Work instructions. What is the number of lines in the following data that contain "press"? Answer with the number alone.

===== Dataset

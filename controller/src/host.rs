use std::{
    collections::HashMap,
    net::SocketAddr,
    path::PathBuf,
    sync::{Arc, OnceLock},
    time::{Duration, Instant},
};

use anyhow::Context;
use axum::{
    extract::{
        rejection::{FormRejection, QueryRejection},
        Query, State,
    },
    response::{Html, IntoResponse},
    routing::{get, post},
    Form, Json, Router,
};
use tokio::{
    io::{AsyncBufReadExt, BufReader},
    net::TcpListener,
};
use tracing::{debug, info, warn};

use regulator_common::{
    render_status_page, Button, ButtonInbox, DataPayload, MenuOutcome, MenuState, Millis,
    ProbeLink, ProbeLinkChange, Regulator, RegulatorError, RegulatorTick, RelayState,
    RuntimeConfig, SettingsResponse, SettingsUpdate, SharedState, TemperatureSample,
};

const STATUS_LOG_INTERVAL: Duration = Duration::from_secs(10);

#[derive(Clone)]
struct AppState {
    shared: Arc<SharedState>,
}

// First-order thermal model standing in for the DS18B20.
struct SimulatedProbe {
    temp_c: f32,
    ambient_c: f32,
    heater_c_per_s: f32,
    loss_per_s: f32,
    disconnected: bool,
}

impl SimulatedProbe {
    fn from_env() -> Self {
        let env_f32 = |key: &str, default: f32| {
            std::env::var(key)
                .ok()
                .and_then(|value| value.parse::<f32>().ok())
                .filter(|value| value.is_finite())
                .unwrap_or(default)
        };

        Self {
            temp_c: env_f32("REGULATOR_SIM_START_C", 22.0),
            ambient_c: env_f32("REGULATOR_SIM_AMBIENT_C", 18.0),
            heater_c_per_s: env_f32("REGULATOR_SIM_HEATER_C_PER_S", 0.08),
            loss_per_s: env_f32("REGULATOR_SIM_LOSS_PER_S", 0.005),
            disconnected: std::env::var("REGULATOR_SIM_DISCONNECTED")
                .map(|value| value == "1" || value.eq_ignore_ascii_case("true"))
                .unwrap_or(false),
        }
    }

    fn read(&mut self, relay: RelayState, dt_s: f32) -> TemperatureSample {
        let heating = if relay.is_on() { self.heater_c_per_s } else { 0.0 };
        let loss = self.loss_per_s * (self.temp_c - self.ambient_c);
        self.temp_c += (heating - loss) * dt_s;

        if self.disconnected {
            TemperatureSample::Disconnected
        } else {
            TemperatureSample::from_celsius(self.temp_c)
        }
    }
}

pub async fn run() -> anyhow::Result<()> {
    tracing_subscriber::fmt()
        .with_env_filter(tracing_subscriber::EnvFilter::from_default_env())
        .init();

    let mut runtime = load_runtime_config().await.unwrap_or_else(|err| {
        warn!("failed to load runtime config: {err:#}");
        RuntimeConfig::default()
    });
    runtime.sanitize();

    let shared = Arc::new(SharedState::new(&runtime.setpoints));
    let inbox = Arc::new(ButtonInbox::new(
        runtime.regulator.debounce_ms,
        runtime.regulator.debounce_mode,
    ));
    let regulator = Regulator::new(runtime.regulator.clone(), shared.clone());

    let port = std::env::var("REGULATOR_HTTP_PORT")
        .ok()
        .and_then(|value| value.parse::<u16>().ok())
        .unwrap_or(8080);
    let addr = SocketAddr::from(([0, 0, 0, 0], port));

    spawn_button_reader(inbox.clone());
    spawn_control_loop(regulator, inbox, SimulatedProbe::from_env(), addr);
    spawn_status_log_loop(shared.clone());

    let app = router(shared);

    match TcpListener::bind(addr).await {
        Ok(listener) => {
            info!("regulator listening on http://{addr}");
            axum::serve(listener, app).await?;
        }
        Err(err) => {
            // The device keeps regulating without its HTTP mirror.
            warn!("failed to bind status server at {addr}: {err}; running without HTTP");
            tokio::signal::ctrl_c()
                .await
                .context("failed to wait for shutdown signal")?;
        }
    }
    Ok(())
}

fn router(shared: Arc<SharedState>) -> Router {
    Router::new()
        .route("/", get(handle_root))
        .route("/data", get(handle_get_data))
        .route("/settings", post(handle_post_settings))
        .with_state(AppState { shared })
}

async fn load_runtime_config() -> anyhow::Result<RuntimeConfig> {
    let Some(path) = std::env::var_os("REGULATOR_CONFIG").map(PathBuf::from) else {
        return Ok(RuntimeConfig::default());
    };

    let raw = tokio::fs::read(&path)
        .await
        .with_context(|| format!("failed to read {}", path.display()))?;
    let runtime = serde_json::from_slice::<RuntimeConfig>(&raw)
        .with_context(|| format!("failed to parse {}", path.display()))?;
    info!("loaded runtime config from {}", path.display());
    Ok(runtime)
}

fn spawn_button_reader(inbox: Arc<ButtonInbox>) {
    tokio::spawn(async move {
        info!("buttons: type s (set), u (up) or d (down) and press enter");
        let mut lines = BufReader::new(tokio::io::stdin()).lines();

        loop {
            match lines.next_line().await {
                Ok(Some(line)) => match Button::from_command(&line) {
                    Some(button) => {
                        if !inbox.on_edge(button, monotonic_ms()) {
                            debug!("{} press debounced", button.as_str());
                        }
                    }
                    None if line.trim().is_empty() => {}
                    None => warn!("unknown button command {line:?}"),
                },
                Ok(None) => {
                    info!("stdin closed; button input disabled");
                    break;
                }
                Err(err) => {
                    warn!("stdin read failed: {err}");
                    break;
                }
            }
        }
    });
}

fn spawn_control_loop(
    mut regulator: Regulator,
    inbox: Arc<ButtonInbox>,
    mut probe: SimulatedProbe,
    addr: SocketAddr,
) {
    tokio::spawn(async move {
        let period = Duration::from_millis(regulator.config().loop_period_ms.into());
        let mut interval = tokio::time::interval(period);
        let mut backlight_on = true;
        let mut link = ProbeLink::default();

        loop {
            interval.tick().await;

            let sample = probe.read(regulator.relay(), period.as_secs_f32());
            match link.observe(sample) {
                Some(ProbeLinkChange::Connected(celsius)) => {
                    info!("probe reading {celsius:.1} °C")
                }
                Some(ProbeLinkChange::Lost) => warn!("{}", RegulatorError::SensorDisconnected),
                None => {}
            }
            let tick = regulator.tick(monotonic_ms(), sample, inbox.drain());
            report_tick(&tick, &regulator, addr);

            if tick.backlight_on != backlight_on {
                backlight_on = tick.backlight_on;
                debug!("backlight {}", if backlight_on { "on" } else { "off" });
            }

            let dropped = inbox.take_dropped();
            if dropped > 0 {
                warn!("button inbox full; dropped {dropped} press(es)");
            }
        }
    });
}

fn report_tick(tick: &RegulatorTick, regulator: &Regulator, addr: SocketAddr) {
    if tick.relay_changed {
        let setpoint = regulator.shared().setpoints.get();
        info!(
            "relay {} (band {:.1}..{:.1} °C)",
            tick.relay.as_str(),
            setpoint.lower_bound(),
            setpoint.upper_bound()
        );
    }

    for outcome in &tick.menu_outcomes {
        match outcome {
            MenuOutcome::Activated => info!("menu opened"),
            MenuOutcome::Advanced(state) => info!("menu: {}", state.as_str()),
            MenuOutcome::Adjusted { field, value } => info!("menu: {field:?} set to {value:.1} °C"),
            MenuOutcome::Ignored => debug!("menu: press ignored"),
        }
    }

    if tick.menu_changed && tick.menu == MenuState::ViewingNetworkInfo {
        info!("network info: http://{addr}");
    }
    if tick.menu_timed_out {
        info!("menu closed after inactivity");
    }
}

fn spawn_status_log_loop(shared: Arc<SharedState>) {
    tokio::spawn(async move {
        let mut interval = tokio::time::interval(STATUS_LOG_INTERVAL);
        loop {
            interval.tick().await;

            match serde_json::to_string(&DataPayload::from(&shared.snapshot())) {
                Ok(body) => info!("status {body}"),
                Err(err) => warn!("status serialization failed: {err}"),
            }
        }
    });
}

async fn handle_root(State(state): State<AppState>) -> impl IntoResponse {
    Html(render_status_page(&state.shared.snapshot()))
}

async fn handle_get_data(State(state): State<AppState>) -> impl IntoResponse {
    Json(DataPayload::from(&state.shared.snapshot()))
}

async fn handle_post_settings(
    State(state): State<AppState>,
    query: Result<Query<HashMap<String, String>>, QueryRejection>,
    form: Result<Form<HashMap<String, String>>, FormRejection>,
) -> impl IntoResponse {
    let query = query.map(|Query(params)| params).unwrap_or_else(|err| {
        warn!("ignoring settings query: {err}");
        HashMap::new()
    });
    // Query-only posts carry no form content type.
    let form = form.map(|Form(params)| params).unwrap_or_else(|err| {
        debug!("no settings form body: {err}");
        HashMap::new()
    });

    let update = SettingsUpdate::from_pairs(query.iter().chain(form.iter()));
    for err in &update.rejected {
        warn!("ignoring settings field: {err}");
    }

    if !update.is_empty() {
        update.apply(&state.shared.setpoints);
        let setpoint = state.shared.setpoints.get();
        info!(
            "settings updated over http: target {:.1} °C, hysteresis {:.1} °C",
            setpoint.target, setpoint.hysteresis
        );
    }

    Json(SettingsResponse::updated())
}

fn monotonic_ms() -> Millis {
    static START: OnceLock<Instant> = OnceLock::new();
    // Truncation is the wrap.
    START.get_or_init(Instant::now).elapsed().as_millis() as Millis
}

==========

Task solution. 4